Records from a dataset
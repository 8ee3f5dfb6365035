//! # Chroma Extraction
//!
//! Folds a magnitude spectrum into 12 pitch classes. Each bin votes for
//! the pitch class of its own frequency and of the fundamentals it could
//! be an overtone of, so a piano note and its partials reinforce the same
//! class instead of scattering energy across the octave.

use crate::tuning::{self, PITCH_CLASSES};

/// Per-frame energy per pitch class, index 0 = C.
pub type Chroma = [f32; PITCH_CLASSES];

/// Lowest frequency considered, in Hz (A1).
pub const MIN_FREQUENCY: f32 = 55.0;
/// Highest frequency considered, in Hz.
pub const MAX_FREQUENCY: f32 = 2000.0;
/// Bins quieter than this are ignored.
const MIN_MAGNITUDE: f32 = 1e-4;
/// Harmonic numbers folded back onto their fundamental.
const HARMONICS: std::ops::RangeInclusive<u32> = 1..=5;

fn in_range(frequency: f32) -> bool {
    (MIN_FREQUENCY..=MAX_FREQUENCY).contains(&frequency)
}

/// Computes a max-normalized chroma vector from a magnitude spectrum.
///
/// # Arguments
/// * `magnitudes` - Spectrum with `frame_size / 2` bins
/// * `sample_rate` - Sample rate in Hz
/// * `frame_size` - FFT size the spectrum was computed with
///
/// # Returns
/// * Chroma with every entry in [0, 1]; the largest entry is exactly 1
///   unless the whole vector is zero.
pub fn extract(magnitudes: &[f32], sample_rate: u32, frame_size: usize) -> Chroma {
    let mut chroma = [0.0; PITCH_CLASSES];
    let bin_width = sample_rate as f32 / frame_size as f32;

    for (bin, &magnitude) in magnitudes.iter().enumerate().skip(1) {
        let frequency = bin as f32 * bin_width;
        if !in_range(frequency) || magnitude < MIN_MAGNITUDE {
            continue;
        }

        for harmonic in HARMONICS {
            let fundamental = frequency / harmonic as f32;
            if !in_range(fundamental) {
                continue;
            }
            chroma[tuning::pitch_class(fundamental)] += magnitude / harmonic as f32;
        }
    }

    normalize(&mut chroma);
    chroma
}

/// Divides every entry by the maximum; leaves an all-zero vector alone.
pub fn normalize(chroma: &mut Chroma) {
    let max = chroma.iter().copied().fold(0.0_f32, f32::max);
    if max > 0.0 {
        for value in chroma.iter_mut() {
            *value = (*value / max).clamp(0.0, 1.0);
        }
    }
}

WHAT THE TASK ASKS:
In the entries above, find the line with "considered, in Hz." and the line with "is exactly 1", then set down exactly those two and every line between them, nothing else.

ANSWER TO THIS EXERCISE:
/// Highest frequency considered, in Hz.
pub const MAX_FREQUENCY: f32 = 2000.0;
/// Bins quieter than this are ignored.
const MIN_MAGNITUDE: f32 = 1e-4;
/// Harmonic numbers folded back onto their fundamental.
const HARMONICS: std::ops::RangeInclusive<u32> = 1..=5;

fn in_range(frequency: f32) -> bool {
    (MIN_FREQUENCY..=MAX_FREQUENCY).contains(&frequency)
}

/// Computes a max-normalized chroma vector from a magnitude spectrum.
///
/// # Arguments
/// * `magnitudes` - Spectrum with `frame_size / 2` bins
/// * `sample_rate` - Sample rate in Hz
/// * `frame_size` - FFT size the spectrum was computed with
///
/// # Returns
/// * Chroma with every entry in [0, 1]; the largest entry is exactly 1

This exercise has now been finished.